» **To do**
Write out again, exactly, the lines of the listing below from the first one through the one that contains "cancellation tokens, and", and no other lines.

== Provided material

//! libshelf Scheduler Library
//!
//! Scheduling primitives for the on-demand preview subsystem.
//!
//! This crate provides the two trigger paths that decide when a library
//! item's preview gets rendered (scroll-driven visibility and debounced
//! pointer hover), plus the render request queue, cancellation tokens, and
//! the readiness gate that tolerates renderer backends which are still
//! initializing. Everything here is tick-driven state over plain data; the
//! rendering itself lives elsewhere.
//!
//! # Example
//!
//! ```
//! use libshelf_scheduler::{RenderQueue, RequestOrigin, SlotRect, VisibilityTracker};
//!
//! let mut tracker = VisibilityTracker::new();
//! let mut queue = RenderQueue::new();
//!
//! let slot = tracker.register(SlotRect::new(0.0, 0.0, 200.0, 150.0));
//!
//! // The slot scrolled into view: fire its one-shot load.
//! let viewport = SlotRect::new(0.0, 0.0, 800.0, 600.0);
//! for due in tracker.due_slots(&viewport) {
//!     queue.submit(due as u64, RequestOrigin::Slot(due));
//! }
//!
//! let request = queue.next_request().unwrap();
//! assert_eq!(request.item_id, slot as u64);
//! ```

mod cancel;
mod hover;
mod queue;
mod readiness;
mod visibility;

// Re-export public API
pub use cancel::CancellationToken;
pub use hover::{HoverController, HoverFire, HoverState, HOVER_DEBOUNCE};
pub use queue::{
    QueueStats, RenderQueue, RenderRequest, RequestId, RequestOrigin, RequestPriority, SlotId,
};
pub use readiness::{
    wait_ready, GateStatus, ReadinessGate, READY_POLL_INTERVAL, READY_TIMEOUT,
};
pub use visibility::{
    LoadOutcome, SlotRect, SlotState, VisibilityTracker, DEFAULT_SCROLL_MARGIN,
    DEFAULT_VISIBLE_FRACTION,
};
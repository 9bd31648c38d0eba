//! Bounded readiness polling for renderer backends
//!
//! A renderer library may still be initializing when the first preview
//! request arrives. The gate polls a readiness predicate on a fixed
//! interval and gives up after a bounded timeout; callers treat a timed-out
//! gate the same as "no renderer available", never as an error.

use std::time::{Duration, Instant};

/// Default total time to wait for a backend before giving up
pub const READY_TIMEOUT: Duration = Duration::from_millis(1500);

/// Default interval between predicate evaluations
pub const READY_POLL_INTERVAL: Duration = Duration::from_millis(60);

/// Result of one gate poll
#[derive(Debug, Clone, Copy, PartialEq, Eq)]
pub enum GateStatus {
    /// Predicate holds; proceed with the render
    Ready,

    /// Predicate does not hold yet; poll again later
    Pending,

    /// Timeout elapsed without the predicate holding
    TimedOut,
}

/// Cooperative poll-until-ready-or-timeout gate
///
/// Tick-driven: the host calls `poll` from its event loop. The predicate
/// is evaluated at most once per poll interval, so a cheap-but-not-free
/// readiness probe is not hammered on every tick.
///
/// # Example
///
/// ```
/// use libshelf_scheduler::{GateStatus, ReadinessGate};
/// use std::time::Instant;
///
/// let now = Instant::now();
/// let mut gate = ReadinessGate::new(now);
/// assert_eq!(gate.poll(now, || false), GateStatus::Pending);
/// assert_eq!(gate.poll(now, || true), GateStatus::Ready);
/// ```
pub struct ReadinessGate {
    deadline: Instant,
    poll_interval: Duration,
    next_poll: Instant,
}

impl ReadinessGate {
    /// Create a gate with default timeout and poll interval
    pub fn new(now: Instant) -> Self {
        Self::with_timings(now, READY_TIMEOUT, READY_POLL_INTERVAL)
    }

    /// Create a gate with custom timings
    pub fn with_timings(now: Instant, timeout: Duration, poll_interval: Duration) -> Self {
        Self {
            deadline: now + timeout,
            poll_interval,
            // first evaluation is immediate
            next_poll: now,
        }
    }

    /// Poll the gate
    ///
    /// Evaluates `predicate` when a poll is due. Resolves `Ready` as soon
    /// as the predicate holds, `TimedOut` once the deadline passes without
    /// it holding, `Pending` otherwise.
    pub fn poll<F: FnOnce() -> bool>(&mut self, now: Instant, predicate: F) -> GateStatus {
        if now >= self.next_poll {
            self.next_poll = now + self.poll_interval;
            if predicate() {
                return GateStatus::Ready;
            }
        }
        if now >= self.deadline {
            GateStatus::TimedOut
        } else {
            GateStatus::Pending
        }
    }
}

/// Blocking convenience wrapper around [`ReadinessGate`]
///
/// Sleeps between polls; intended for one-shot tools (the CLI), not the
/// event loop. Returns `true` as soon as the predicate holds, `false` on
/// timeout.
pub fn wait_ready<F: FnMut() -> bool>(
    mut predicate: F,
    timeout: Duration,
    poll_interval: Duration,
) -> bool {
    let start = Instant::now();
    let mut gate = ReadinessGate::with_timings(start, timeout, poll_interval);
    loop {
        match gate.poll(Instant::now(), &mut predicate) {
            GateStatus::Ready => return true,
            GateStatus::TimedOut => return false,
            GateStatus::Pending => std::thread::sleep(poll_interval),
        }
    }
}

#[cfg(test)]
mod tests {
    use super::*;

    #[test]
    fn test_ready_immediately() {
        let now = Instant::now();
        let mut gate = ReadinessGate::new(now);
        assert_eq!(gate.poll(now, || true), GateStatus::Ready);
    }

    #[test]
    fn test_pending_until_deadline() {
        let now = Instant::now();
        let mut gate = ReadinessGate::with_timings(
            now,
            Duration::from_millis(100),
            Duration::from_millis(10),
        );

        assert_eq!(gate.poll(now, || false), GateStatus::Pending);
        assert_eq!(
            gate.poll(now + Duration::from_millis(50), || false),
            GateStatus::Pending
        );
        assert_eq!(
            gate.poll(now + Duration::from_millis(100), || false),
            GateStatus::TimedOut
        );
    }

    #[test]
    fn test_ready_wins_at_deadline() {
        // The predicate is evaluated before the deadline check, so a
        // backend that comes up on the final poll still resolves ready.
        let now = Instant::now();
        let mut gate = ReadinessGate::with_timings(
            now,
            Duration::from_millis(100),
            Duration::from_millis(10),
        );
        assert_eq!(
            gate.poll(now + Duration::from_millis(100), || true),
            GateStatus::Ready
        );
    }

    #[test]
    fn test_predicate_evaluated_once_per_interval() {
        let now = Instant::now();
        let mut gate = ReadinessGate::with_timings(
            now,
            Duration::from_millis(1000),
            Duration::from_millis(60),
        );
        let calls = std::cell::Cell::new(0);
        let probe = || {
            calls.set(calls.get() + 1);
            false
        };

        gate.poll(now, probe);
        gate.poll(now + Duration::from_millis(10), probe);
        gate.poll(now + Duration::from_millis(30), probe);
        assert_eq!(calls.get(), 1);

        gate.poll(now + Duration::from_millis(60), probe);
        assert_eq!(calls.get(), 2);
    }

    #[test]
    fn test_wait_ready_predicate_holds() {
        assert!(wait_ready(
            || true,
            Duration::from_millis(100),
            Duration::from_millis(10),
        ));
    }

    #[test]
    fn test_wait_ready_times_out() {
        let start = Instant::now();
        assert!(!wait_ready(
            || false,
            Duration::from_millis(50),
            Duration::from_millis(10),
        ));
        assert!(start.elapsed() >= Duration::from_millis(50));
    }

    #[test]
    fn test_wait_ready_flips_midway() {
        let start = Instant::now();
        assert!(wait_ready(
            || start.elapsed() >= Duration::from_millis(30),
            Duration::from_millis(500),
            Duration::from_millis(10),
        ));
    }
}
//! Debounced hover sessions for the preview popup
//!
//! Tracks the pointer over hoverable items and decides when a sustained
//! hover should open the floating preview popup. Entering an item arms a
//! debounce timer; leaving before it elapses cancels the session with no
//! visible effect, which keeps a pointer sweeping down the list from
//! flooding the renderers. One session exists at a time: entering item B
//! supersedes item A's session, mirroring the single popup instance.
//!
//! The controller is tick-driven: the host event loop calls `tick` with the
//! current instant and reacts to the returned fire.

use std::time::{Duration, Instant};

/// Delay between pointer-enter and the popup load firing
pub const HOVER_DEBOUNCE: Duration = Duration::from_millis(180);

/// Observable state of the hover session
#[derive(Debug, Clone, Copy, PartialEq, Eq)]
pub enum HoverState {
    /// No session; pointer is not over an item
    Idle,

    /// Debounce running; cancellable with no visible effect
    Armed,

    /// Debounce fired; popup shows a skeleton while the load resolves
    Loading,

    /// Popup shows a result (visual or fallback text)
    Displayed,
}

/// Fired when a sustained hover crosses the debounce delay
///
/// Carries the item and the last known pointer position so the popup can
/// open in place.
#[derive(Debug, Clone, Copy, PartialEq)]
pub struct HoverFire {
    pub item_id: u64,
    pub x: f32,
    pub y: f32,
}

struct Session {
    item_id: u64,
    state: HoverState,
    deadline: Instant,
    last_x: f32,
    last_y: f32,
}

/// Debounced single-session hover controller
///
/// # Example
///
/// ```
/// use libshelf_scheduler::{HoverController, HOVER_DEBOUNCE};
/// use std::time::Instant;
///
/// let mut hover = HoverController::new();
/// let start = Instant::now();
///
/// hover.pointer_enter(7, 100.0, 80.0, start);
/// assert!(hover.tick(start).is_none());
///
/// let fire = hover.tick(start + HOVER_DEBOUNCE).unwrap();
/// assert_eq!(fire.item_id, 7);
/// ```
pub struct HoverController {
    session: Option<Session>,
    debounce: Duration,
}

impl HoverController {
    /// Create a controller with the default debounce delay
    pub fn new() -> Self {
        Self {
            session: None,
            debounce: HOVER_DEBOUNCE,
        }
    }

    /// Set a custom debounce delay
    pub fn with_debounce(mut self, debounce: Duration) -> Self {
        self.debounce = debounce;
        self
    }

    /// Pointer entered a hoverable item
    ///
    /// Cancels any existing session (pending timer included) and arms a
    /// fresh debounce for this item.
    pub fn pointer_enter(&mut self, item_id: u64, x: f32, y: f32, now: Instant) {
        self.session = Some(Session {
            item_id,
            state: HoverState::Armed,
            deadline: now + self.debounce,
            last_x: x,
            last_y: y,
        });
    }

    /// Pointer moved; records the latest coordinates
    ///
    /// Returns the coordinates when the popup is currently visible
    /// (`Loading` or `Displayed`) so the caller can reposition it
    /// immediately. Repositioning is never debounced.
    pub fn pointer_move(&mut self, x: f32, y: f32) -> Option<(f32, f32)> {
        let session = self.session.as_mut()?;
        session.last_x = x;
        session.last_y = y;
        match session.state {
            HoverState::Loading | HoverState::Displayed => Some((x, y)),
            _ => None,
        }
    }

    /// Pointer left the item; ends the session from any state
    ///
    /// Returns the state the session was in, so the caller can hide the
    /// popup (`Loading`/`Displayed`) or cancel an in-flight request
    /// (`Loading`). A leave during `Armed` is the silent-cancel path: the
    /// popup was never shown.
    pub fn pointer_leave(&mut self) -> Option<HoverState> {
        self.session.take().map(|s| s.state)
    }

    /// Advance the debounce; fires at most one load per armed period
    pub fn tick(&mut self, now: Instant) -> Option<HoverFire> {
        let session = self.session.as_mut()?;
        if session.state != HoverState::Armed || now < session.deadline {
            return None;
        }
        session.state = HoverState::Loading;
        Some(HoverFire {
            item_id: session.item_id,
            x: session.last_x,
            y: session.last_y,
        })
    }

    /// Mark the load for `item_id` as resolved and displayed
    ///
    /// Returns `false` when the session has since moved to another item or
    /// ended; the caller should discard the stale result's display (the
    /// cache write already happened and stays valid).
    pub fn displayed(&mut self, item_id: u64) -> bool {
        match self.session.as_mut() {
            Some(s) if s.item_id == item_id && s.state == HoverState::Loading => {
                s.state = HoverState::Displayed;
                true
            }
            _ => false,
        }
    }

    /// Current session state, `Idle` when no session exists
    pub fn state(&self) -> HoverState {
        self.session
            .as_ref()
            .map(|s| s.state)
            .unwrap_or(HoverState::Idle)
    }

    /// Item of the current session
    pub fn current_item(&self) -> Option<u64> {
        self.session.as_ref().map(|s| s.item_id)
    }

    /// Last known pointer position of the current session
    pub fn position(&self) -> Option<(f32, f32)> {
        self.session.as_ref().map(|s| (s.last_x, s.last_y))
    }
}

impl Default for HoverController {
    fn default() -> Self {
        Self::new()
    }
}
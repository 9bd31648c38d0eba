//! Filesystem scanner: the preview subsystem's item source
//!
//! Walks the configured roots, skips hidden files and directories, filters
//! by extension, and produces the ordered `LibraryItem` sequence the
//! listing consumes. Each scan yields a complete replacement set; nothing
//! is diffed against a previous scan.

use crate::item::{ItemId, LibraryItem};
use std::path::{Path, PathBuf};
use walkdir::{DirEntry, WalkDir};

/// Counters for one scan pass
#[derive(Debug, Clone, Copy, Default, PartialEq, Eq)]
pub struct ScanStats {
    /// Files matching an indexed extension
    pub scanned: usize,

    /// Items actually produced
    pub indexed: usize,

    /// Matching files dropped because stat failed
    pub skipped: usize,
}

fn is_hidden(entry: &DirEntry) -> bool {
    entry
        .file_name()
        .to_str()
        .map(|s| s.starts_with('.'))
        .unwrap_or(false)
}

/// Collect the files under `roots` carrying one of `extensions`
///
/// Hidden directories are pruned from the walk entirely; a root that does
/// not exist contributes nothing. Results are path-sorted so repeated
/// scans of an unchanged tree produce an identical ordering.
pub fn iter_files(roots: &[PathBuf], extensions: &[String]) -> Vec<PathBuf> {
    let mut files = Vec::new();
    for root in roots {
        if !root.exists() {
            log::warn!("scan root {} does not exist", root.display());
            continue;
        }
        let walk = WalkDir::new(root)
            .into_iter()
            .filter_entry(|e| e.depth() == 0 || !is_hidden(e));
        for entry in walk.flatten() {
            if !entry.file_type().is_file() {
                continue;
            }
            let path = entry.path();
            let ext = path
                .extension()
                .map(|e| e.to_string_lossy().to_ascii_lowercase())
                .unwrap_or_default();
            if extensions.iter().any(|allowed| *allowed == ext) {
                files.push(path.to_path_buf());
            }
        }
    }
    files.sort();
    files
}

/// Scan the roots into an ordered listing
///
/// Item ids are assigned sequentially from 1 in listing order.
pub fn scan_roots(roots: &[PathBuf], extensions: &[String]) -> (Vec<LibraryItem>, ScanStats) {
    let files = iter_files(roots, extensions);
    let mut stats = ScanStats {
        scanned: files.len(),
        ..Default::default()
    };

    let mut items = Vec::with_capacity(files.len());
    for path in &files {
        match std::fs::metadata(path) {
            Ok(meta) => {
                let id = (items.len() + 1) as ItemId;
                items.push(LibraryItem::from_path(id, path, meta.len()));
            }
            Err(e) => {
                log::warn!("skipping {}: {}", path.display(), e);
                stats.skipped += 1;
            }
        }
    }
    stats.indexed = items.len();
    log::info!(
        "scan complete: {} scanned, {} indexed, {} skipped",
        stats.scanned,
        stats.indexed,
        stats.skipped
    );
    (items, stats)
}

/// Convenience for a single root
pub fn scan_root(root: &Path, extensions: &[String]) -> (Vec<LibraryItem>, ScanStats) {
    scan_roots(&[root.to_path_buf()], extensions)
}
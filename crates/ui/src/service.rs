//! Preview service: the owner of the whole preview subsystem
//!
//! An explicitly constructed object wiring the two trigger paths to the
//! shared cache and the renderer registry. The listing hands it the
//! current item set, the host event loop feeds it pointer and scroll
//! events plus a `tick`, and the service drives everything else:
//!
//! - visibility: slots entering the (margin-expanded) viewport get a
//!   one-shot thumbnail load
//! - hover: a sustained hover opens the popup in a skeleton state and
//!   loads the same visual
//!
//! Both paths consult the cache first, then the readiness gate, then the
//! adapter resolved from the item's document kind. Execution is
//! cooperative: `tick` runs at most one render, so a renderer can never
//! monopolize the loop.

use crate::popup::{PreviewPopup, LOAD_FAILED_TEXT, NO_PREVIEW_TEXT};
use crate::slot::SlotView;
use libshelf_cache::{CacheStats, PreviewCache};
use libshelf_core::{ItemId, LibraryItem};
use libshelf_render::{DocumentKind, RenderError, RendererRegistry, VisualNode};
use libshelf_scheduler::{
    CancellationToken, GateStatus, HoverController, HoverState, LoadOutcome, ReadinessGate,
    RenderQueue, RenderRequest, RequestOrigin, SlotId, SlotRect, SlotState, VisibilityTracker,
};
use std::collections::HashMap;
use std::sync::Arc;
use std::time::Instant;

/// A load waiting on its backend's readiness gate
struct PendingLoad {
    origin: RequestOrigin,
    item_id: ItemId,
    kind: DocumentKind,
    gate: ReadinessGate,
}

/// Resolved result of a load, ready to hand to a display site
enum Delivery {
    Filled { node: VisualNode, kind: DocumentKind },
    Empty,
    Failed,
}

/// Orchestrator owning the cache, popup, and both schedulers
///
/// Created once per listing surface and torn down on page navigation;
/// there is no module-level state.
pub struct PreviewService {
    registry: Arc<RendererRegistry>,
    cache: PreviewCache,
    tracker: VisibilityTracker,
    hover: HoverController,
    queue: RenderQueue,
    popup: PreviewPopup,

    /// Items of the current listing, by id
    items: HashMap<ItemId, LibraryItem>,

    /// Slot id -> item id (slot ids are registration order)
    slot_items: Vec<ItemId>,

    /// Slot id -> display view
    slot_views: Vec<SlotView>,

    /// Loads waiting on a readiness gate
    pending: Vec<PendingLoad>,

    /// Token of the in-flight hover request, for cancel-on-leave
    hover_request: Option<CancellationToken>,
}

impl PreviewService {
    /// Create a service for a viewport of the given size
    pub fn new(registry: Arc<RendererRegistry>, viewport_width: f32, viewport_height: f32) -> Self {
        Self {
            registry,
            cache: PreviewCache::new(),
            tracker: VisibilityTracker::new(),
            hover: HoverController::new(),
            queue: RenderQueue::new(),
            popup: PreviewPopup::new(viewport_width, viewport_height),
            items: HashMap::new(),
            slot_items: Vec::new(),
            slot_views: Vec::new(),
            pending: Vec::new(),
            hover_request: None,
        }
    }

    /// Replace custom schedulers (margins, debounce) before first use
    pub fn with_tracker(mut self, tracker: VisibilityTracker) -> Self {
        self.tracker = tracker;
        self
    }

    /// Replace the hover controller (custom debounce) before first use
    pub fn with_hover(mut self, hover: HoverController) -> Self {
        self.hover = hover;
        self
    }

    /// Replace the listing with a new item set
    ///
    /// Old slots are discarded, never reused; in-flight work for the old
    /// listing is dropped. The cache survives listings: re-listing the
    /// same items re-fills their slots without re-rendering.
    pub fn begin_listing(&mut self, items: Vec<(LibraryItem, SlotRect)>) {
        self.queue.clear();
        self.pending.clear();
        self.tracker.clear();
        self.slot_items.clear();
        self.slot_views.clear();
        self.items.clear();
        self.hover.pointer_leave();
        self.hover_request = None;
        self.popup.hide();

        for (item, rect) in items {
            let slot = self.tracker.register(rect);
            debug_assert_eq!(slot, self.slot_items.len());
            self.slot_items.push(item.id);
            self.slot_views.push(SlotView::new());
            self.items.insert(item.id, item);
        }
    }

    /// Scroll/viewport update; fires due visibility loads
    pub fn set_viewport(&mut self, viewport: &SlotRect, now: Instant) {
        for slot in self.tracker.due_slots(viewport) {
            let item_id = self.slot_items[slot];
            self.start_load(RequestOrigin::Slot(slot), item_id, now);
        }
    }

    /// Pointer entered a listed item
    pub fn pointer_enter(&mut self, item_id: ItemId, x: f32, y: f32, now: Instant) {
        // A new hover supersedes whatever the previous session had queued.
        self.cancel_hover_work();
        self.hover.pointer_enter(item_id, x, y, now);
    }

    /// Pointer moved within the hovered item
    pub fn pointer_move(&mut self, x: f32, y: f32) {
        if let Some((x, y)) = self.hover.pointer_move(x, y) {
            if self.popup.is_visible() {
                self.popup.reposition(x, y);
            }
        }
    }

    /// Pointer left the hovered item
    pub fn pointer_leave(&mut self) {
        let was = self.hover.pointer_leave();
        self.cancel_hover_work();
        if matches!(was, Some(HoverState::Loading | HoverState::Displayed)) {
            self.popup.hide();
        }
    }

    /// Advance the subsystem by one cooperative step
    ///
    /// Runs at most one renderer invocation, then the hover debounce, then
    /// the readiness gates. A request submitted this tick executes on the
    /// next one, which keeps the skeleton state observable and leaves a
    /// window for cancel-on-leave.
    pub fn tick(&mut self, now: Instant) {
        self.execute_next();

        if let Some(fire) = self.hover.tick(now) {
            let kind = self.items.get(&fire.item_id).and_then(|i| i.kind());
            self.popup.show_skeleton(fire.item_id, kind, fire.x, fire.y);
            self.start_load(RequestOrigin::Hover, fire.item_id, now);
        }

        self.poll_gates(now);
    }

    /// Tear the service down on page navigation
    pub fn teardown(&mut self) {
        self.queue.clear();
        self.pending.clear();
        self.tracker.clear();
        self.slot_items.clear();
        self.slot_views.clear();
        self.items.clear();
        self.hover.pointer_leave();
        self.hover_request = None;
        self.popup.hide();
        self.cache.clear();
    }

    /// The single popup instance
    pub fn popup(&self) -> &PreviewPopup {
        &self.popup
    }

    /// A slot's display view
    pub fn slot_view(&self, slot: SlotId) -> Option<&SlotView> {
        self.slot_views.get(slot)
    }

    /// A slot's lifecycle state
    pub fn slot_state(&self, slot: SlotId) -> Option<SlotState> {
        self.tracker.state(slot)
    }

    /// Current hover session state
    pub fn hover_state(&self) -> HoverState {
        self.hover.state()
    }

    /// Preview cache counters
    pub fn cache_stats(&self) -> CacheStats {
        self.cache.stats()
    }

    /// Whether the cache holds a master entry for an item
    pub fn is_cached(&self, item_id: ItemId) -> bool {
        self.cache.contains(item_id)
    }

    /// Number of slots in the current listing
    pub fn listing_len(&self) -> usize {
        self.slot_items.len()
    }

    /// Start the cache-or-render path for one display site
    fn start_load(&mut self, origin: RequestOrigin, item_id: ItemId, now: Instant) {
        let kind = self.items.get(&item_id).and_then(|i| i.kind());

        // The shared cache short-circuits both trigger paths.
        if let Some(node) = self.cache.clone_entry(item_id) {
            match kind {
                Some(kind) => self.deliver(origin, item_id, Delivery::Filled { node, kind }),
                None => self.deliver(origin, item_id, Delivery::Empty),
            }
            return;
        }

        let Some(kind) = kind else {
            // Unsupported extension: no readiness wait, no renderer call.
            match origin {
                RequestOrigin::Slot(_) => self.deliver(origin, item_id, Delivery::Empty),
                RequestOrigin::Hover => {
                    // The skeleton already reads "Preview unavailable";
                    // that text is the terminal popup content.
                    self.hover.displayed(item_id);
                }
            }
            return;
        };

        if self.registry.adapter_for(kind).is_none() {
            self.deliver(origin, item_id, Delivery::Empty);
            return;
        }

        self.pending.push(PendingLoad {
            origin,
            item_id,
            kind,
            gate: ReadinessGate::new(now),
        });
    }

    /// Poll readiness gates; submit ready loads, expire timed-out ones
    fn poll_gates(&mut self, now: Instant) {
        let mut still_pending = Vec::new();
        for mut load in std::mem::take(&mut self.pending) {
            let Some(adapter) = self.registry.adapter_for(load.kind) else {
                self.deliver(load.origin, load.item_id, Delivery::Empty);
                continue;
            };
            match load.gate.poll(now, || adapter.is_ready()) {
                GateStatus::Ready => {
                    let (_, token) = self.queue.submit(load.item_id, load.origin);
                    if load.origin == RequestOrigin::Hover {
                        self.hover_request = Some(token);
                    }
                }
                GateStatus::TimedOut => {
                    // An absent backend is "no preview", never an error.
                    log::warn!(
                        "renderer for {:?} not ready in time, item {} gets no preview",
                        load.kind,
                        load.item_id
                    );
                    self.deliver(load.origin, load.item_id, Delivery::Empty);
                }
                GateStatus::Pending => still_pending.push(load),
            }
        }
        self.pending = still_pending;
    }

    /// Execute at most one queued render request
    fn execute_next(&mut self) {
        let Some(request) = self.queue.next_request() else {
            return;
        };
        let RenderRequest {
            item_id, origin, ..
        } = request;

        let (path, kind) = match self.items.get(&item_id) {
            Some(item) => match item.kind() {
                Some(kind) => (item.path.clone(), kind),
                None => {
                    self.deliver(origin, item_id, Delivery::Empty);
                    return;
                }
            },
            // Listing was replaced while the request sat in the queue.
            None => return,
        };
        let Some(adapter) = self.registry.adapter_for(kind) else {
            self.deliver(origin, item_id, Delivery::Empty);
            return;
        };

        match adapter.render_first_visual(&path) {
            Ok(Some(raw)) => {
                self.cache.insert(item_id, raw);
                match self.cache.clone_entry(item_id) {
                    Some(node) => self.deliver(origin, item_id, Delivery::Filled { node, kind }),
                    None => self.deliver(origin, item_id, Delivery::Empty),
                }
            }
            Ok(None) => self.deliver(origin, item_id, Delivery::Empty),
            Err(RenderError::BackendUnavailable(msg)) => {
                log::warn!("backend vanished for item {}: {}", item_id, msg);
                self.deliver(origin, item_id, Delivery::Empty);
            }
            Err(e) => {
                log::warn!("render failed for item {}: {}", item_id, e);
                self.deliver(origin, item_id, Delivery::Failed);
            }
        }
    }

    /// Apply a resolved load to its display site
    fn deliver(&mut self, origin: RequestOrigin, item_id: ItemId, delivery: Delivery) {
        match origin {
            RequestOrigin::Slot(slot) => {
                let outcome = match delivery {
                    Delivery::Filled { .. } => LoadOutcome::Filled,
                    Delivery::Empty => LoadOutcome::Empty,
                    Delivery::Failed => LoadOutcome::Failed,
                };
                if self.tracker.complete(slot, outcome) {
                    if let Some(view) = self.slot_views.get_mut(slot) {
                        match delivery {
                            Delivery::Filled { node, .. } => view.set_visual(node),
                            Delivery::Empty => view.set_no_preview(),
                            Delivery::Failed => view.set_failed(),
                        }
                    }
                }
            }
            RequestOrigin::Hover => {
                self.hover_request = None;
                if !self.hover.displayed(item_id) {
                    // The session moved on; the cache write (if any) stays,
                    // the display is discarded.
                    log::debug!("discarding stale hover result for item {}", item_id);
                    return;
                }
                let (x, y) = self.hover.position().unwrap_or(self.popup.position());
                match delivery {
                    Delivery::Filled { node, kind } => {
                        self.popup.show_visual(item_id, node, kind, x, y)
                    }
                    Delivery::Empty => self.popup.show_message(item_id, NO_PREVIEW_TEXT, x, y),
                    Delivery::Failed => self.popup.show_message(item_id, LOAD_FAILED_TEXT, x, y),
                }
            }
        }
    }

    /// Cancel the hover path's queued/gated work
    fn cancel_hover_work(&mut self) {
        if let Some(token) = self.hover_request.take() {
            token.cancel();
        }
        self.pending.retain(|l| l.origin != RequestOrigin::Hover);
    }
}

====

» **Response**
//! libshelf Scheduler Library
//!
//! Scheduling primitives for the on-demand preview subsystem.
//!
//! This crate provides the two trigger paths that decide when a library
//! item's preview gets rendered (scroll-driven visibility and debounced
//! pointer hover), plus the render request queue, cancellation tokens, and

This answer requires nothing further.